A portaria prevê ainda pena de prisão para pais de alunos ausentes que sejam incapazes de ler e escrever. A acusação, segundo Brandão Neto, será de abandono intelectual, listada no artigo 246 do Código Penal.
Mais controle
Seguindo a tendência do “Toque de Estudo”, a Secretaria de Educação de Vitória da Conquista – também na Bahia – lançou no último dia 20 o “uniforme inteligente”, que controla a freqüência dos alunos através de um chip implantado no tecido da camisa. De acordo com a Secretaria o objetivo é, além de garantir a freqüência dos alunos, facilitar a comunicação entre os pais e a escola. A cidade será a primeira do País a monitorar seus estudantes por meio dos chips.
O monitoramento é feito através de Rádio-Frequência de identificação e os chips serão identificados por sensores instalados na entrada das escolas. Através de um sistema, os pais ou responsáveis que cadastrarem um número de celular, receberão uma mensagem de texto indicando a hora de entrada e saída do aluno. Segundo o secretário de Educação do município, Coriolano Moraes, o investimento na tecnologia foi de R$ 1,2 milhão e contemplará alunos de 25 escolas municipais, das 203 da rede. A expectativa do gestor é que todos os 43 mil estudantes da rede, entre seis e 14 anos, tenham os novos uniformes até o ano que vem.

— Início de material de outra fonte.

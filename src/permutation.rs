//! Monte-Carlo permutation test over two aligned wordlists.
//!
//! A producer thread emits one random re-ordering of the first list per
//! trial into a bounded job queue. A fixed pool of workers compares each
//! re-ordered list against the fixed second list and pushes the outcome
//! into a bounded result queue, which a single collector folds into a
//! [`Summary`]. Both queues hold `workers * queue_factor` items, so a slow
//! collector throttles the workers and, through them, the producer.
//!
//! All threads are scoped to the call. The run ends when the collector has
//! drained exactly `trials` results and the producer has returned; workers
//! exit once the job queue is closed.

use std::panic::{self, AssertUnwindSafe};
use std::sync::mpsc::{sync_channel, Receiver, SyncSender};
use std::sync::Arc;
use std::thread;

use indicatif::{ProgressBar, ProgressStyle};
use parking_lot::Mutex;
use rand::rngs::StdRng;
use rand::seq::SliceRandom;
use rand::SeedableRng;

use crate::config::RunConfig;
use crate::stats::{baseline_report, Summary};
use crate::weights::WeightTable;
use crate::word::{Comparison, WordList};
use crate::SptError;

/// Baseline comparison plus the null distribution of one run.
#[derive(Debug, Clone)]
pub struct TestRun {
    pub baseline: Comparison,
    pub summary: Summary,
}

/// One trial: `order[i]` is the index into the first list paired with
/// slot `i` of the second list.
struct Job {
    order: Vec<usize>,
}

type TrialOutcome = Result<Comparison, SptError>;

/// Run the permutation test of `list1` against `list2`.
///
/// Fails before any thread starts when the lists differ in length or the
/// configuration is invalid. A failed trial aborts the whole run.
pub fn run_test(
    list1: &WordList,
    list2: &WordList,
    weights: &WeightTable,
    cfg: &RunConfig,
) -> Result<TestRun, SptError> {
    cfg.validate()?;
    if list1.len() != list2.len() {
        return Err(SptError::LengthMismatch {
            left: list1.len(),
            right: list2.len(),
        });
    }

    let baseline = list1.compare(list2, weights);

    let workers = cfg.worker_count();
    let capacity = cfg.queue_capacity();
    let (job_tx, job_rx) = sync_channel::<Job>(capacity);
    let (result_tx, result_rx) = sync_channel::<TrialOutcome>(capacity);
    let job_rx = Arc::new(Mutex::new(job_rx));
    let rng = match cfg.seed {
        Some(seed) => StdRng::seed_from_u64(seed),
        None => StdRng::from_entropy(),
    };

    let summary = thread::scope(|scope| {
        for _ in 0..workers {
            let jobs = Arc::clone(&job_rx);
            let results = result_tx.clone();
            scope.spawn(move || worker(&jobs, results, list1, list2, weights));
        }
        // Workers now own the only receivers and senders of their queues, so
        // either side going away unblocks the other.
        drop(job_rx);
        drop(result_tx);

        let slots = list1.len();
        let trials = cfg.trials;
        let producer = scope.spawn(move || produce(job_tx, slots, trials, rng));
        let baseline = &baseline;
        let collector = scope.spawn(move || collect(result_rx, baseline, cfg));

        let summary = collector
            .join()
            .map_err(|_| SptError::Trial("collector panicked".into()))?;
        producer
            .join()
            .map_err(|_| SptError::Trial("producer panicked".into()))?;
        summary
    })?;

    Ok(TestRun { baseline, summary })
}

fn produce(jobs: SyncSender<Job>, slots: usize, trials: u64, mut rng: StdRng) {
    let mut order: Vec<usize> = (0..slots).collect();
    for _ in 0..trials {
        order.shuffle(&mut rng);
        let job = Job {
            order: order.clone(),
        };
        if jobs.send(job).is_err() {
            // every worker is gone; the collector reports why
            break;
        }
    }
}

fn worker(
    jobs: &Mutex<Receiver<Job>>,
    results: SyncSender<TrialOutcome>,
    list1: &WordList,
    list2: &WordList,
    weights: &WeightTable,
) {
    loop {
        let next = jobs.lock().recv();
        let Ok(job) = next else {
            break;
        };
        let outcome = run_trial(&job, list1, list2, weights);
        if results.send(outcome).is_err() {
            break;
        }
    }
}

fn run_trial(
    job: &Job,
    list1: &WordList,
    list2: &WordList,
    weights: &WeightTable,
) -> TrialOutcome {
    if job.order.len() != list2.len() || job.order.iter().any(|&i| i >= list1.len()) {
        return Err(SptError::Trial(format!(
            "re-ordering of {} slots does not fit lists of {} and {}",
            job.order.len(),
            list1.len(),
            list2.len()
        )));
    }
    panic::catch_unwind(AssertUnwindSafe(|| {
        list1.compare_reordered(&job.order, list2, weights)
    }))
    .map_err(|_| SptError::Trial("comparison panicked".into()))
}

fn collect(
    results: Receiver<TrialOutcome>,
    baseline: &Comparison,
    cfg: &RunConfig,
) -> Result<Summary, SptError> {
    let mut summary = Summary::new(baseline);
    let progress = cfg.progress.then(|| progress_bar(cfg.trials));

    for received in 0..cfg.trials {
        let trial = results.recv().map_err(|_| {
            SptError::Trial(format!(
                "result queue closed after {received} of {} trials",
                cfg.trials
            ))
        })??;
        if cfg.verbose && summary.reaches_baseline(trial.count()) {
            eprint!("{}", baseline_report(&trial));
        }
        summary.record(trial.count(), trial.cost);
        if let Some(pb) = &progress {
            pb.inc(1);
        }
    }

    if let Some(pb) = progress {
        pb.finish_and_clear();
    }
    Ok(summary)
}

fn progress_bar(total: u64) -> ProgressBar {
    let pb = ProgressBar::new(total);
    let style = ProgressStyle::with_template(
        "[{elapsed_precise}] {bar:40} {pos}/{len} trials ({eta})",
    )
    .unwrap_or_else(|_| ProgressStyle::default_bar());
    pb.set_style(style);
    pb
}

Tal medida também tem causado incômodo. “Esta medida é absurda. O chip desresponsabiliza os pais e a escola da educação dos alunos. A exceção – educação pelo estado – se torna regra, mesmo antes da orientação pedagógica. A medida é inócua”, reitera Irany Souza.

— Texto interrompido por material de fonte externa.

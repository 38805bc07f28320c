//! Per-slot word records, per-group wordlists and the match rule.

use std::fmt::Write as _;

use serde::Serialize;

use crate::decoder::DecodedSet;
use crate::weights::WeightTable;

/// One Swadesh slot within one language group.
#[derive(Debug, Clone, Default, PartialEq, Serialize)]
pub struct Word {
    pub swadesh_id: u32,
    pub gloss: String,
    pub group: String,
    /// Raw cells as they appeared in the table.
    pub forms: Vec<String>,
    pub clean_forms: Vec<String>,
    pub decoded_forms: Vec<String>,
    pub broomed_symbols: Vec<char>,
    pub without_brackets: Vec<String>,
}

impl Word {
    pub fn new(swadesh_id: u32, gloss: impl Into<String>, group: impl Into<String>) -> Self {
        Self {
            swadesh_id,
            gloss: gloss.into(),
            group: group.into(),
            ..Self::default()
        }
    }

    /// Append one decoded cell to this slot.
    pub fn push_form(&mut self, raw: &str, decoded: DecodedSet) {
        self.forms.push(raw.to_string());
        self.clean_forms.extend(decoded.clean_forms);
        self.decoded_forms.extend(decoded.decoded_forms);
        self.broomed_symbols.extend(decoded.broomed_symbols);
        self.without_brackets.extend(decoded.without_brackets);
    }

    /// Compare two slots and describe the first matching alternative pair.
    ///
    /// Alternatives are scanned with `self` outer and `other` inner. An empty
    /// skeleton in either word vetoes the whole slot, whatever the other
    /// alternatives hold.
    pub fn compare(&self, other: &Word) -> Option<String> {
        if self.decoded_forms.is_empty() || other.decoded_forms.is_empty() {
            return None;
        }
        let has_empty = |w: &Word| w.decoded_forms.iter().any(String::is_empty);
        if has_empty(self) || has_empty(other) {
            return None;
        }
        for (idx1, form1) in self.decoded_forms.iter().enumerate() {
            for (idx2, form2) in other.decoded_forms.iter().enumerate() {
                if skeletons_match(form1, form2) {
                    return Some(format!(
                        "{} {}: {} - {}",
                        self.swadesh_id,
                        self.gloss,
                        clean_or_empty(&self.clean_forms, idx1),
                        clean_or_empty(&other.clean_forms, idx2),
                    ));
                }
            }
        }
        None
    }

    /// Merge `other`'s alternatives after this word's.
    fn absorb(&mut self, other: &Word) {
        self.group = format!("{}, {}", self.group, other.group);
        self.forms.extend_from_slice(&other.forms);
        self.clean_forms.extend_from_slice(&other.clean_forms);
        self.decoded_forms.extend_from_slice(&other.decoded_forms);
        self.broomed_symbols.extend_from_slice(&other.broomed_symbols);
        self.without_brackets.extend_from_slice(&other.without_brackets);
    }

    /// Human readable decoding trace for this slot.
    pub fn transformations(&self) -> String {
        let mut out = String::new();
        let _ = writeln!(out, "{} ({})", self.gloss, self.group);
        let _ = writeln!(out, "Seen as: {}", self.forms.join("; "));
        out.push_str("[Transformed]\n");
        for (idx, decoded) in self.decoded_forms.iter().enumerate() {
            let _ = writeln!(
                out,
                "{}\t-->\t{} (Total {} symbols)",
                clean_or_empty(&self.clean_forms, idx),
                decoded,
                decoded.chars().count()
            );
        }
        if !self.broomed_symbols.is_empty() {
            let broomed: Vec<String> = self
                .broomed_symbols
                .iter()
                .map(|c| c.to_string())
                .collect();
            let _ = writeln!(out, "[Broomed symbols] {}", broomed.join(" "));
        }
        out
    }
}

fn clean_or_empty(forms: &[String], idx: usize) -> &str {
    forms.get(idx).map(String::as_str).unwrap_or("")
}

/// Match rule on two skeletons.
///
/// Skeletons of two or more symbols match on their first two symbols.
/// If either is shorter, they must be identical.
pub fn skeletons_match(a: &str, b: &str) -> bool {
    let mut ca = a.chars();
    let mut cb = b.chars();
    match (ca.next(), ca.next(), cb.next(), cb.next()) {
        (Some(a0), Some(a1), Some(b0), Some(b1)) => a0 == b0 && a1 == b1,
        _ => a == b,
    }
}

/// Outcome of comparing two index-aligned wordlists.
#[derive(Debug, Clone, Default, PartialEq)]
pub struct Comparison {
    /// Sum of the weights of matched slots.
    pub cost: f64,
    /// One description per matched slot, in list order.
    pub matches: Vec<String>,
}

impl Comparison {
    pub fn count(&self) -> usize {
        self.matches.len()
    }
}

/// Words of one group, ascending by Swadesh ID.
#[derive(Debug, Clone, Default, PartialEq, Serialize)]
pub struct WordList {
    pub group: String,
    pub words: Vec<Word>,
}

impl WordList {
    pub fn new(group: impl Into<String>, words: Vec<Word>) -> Self {
        Self {
            group: group.into(),
            words,
        }
    }

    pub fn len(&self) -> usize {
        self.words.len()
    }

    pub fn is_empty(&self) -> bool {
        self.words.is_empty()
    }

    /// Compare index-aligned slots. Lengths and IDs are the caller's
    /// responsibility; surplus entries of the longer list are ignored.
    pub fn compare(&self, other: &WordList, weights: &WeightTable) -> Comparison {
        let mut out = Comparison::default();
        for (word1, word2) in self.words.iter().zip(&other.words) {
            if let Some(desc) = word1.compare(word2) {
                out.cost += weights.get(word2.swadesh_id);
                out.matches.push(desc);
            }
        }
        out
    }

    /// Compare against `other` with this list re-ordered by `order`:
    /// position `i` pairs `self.words[order[i]]` with `other.words[i]`.
    ///
    /// Weights follow the slot of the fixed list.
    pub fn compare_reordered(
        &self,
        order: &[usize],
        other: &WordList,
        weights: &WeightTable,
    ) -> Comparison {
        let mut out = Comparison::default();
        for (&src, word2) in order.iter().zip(&other.words) {
            if let Some(desc) = self.words[src].compare(word2) {
                out.cost += weights.get(word2.swadesh_id);
                out.matches.push(desc);
            }
        }
        out
    }

    /// Ascending-ID merge join of two lists.
    ///
    /// Slots present in one list only are copied through. Slots present in
    /// both become one word whose alternatives are `self`'s followed by
    /// `other`'s.
    pub fn combine(&self, other: &WordList) -> WordList {
        let mut merged = Vec::with_capacity(self.len().max(other.len()));
        let (mut i, mut j) = (0usize, 0usize);
        while i < self.words.len() && j < other.words.len() {
            let (w1, w2) = (&self.words[i], &other.words[j]);
            if w1.swadesh_id < w2.swadesh_id {
                merged.push(w1.clone());
                i += 1;
            } else if w1.swadesh_id > w2.swadesh_id {
                merged.push(w2.clone());
                j += 1;
            } else {
                let mut word = w1.clone();
                word.absorb(w2);
                merged.push(word);
                i += 1;
                j += 1;
            }
        }
        merged.extend_from_slice(&self.words[i..]);
        merged.extend_from_slice(&other.words[j..]);

        WordList {
            group: format!("{}, {}", self.group, other.group),
            words: merged,
        }
    }

    /// Decoding traces for every word in the list.
    pub fn transformations(&self) -> String {
        self.words
            .iter()
            .map(|w| w.transformations())
            .collect::<Vec<_>>()
            .join("\n")
    }
}

/// Fold several lists into one composite with [`WordList::combine`].
pub fn combine_all(lists: &[WordList]) -> Option<WordList> {
    let (first, rest) = lists.split_first()?;
    Some(rest.iter().fold(first.clone(), |acc, l| acc.combine(l)))
}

A pedagoga Michelle Ramos reitera os desdobramentos da medida no tangente a desresponsabilização dos atores e das fragilidades no diagnóstico da questão, o que indica a ineficiência da medida. “Os gestores escolares e professores têm a responsabilidade e o desafio de garantir as condições de ensino e aprendizagem, tornando a escola um ambiente acolhedor e que trabalhe a questão da evasão escolar junto com os alunos, os pais e a comunidade”, afirma.